Collected data:

• • • • • • •

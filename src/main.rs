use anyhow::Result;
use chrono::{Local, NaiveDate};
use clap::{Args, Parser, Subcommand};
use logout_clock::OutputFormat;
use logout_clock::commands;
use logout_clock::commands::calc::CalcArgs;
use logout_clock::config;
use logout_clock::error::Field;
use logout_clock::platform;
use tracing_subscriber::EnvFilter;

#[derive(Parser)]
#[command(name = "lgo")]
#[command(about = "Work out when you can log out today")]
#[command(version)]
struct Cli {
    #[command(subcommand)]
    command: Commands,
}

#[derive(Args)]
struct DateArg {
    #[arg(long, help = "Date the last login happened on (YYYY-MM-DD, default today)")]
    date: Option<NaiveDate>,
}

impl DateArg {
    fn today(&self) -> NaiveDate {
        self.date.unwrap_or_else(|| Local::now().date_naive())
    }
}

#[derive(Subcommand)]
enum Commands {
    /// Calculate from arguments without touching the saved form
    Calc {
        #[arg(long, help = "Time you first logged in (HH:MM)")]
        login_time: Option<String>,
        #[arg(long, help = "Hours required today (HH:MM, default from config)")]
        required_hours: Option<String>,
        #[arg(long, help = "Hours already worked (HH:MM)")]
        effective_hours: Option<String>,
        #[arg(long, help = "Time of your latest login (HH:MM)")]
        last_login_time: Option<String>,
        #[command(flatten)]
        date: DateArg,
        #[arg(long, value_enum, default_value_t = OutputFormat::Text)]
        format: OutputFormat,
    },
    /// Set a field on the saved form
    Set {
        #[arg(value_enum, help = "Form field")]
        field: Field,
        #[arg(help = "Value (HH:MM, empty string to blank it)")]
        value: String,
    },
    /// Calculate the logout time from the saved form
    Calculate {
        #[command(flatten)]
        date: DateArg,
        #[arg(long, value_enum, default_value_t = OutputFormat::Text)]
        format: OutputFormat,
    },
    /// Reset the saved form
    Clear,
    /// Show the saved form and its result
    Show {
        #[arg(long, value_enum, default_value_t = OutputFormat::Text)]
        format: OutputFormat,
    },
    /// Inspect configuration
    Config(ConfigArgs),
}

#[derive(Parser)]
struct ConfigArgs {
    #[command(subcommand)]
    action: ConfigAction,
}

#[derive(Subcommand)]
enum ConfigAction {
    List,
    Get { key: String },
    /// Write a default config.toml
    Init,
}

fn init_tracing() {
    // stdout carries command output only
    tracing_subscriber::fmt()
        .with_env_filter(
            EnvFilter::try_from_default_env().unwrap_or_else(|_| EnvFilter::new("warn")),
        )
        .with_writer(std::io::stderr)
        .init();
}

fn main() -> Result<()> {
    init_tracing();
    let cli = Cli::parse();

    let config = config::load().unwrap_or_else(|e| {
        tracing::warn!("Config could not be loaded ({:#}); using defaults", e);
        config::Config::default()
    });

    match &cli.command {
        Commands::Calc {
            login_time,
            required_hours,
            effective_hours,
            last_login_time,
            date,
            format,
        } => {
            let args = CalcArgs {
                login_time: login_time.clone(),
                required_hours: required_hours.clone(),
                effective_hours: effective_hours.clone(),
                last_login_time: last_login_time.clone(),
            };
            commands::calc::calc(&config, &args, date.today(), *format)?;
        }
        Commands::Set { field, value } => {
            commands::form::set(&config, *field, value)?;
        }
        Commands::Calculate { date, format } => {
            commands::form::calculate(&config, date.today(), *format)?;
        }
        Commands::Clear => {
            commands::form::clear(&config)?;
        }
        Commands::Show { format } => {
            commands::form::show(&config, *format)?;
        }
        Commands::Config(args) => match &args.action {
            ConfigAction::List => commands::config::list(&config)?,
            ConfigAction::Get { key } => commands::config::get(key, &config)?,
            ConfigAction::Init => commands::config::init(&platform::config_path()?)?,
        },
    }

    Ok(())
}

• • • • • • •

Word for word, set down all of the records above.

#### [OUTPUT]
filename src/main.rs
use anyhow::Result;
use chrono::{Local, NaiveDate};
use clap::{Args, Parser, Subcommand};
use logout_clock::OutputFormat;
use logout_clock::commands;
use logout_clock::commands::calc::CalcArgs;
use logout_clock::config;
use logout_clock::error::Field;
use logout_clock::platform;
use tracing_subscriber::EnvFilter;

#[derive(Parser)]
#[command(name = "lgo")]
#[command(about = "Work out when you can log out today")]
#[command(version)]
struct Cli {
    #[command(subcommand)]
    command: Commands,
}

#[derive(Args)]
struct DateArg {
    #[arg(long, help = "Date the last login happened on (YYYY-MM-DD, default today)")]
    date: Option<NaiveDate>,
}

impl DateArg {
    fn today(&self) -> NaiveDate {
        self.date.unwrap_or_else(|| Local::now().date_naive())
    }
}

#[derive(Subcommand)]
enum Commands {
    /// Calculate from arguments without touching the saved form
    Calc {
        #[arg(long, help = "Time you first logged in (HH:MM)")]
        login_time: Option<String>,
        #[arg(long, help = "Hours required today (HH:MM, default from config)")]
        required_hours: Option<String>,
        #[arg(long, help = "Hours already worked (HH:MM)")]
        effective_hours: Option<String>,
        #[arg(long, help = "Time of your latest login (HH:MM)")]
        last_login_time: Option<String>,
        #[command(flatten)]
        date: DateArg,
        #[arg(long, value_enum, default_value_t = OutputFormat::Text)]
        format: OutputFormat,
    },
    /// Set a field on the saved form
    Set {
        #[arg(value_enum, help = "Form field")]
        field: Field,
        #[arg(help = "Value (HH:MM, empty string to blank it)")]
        value: String,
    },
    /// Calculate the logout time from the saved form
    Calculate {
        #[command(flatten)]
        date: DateArg,
        #[arg(long, value_enum, default_value_t = OutputFormat::Text)]
        format: OutputFormat,
    },
    /// Reset the saved form
    Clear,
    /// Show the saved form and its result
    Show {
        #[arg(long, value_enum, default_value_t = OutputFormat::Text)]
        format: OutputFormat,
    },
    /// Inspect configuration
    Config(ConfigArgs),
}

#[derive(Parser)]
struct ConfigArgs {
    #[command(subcommand)]
    action: ConfigAction,
}

#[derive(Subcommand)]
enum ConfigAction {
    List,
    Get { key: String },
    /// Write a default config.toml
    Init,
}

fn init_tracing() {
    // stdout carries command output only
    tracing_subscriber::fmt()
        .with_env_filter(
            EnvFilter::try_from_default_env().unwrap_or_else(|_| EnvFilter::new("warn")),
        )
        .with_writer(std::io::stderr)
        .init();
}

fn main() -> Result<()> {
    init_tracing();
    let cli = Cli::parse();

    let config = config::load().unwrap_or_else(|e| {
        tracing::warn!("Config could not be loaded ({:#}); using defaults", e);
        config::Config::default()
    });

    match &cli.command {
        Commands::Calc {
            login_time,
            required_hours,
            effective_hours,
            last_login_time,
            date,
            format,
        } => {
            let args = CalcArgs {
                login_time: login_time.clone(),
                required_hours: required_hours.clone(),
                effective_hours: effective_hours.clone(),
                last_login_time: last_login_time.clone(),
            };
            commands::calc::calc(&config, &args, date.today(), *format)?;
        }
        Commands::Set { field, value } => {
            commands::form::set(&config, *field, value)?;
        }
        Commands::Calculate { date, format } => {
            commands::form::calculate(&config, date.today(), *format)?;
        }
        Commands::Clear => {
            commands::form::clear(&config)?;
        }
        Commands::Show { format } => {
            commands::form::show(&config, *format)?;
        }
        Commands::Config(args) => match &args.action {
            ConfigAction::List => commands::config::list(&config)?,
            ConfigAction::Get { key } => commands::config::get(key, &config)?,
            ConfigAction::Init => commands::config::init(&platform::config_path()?)?,
        },
    }

    Ok(())
}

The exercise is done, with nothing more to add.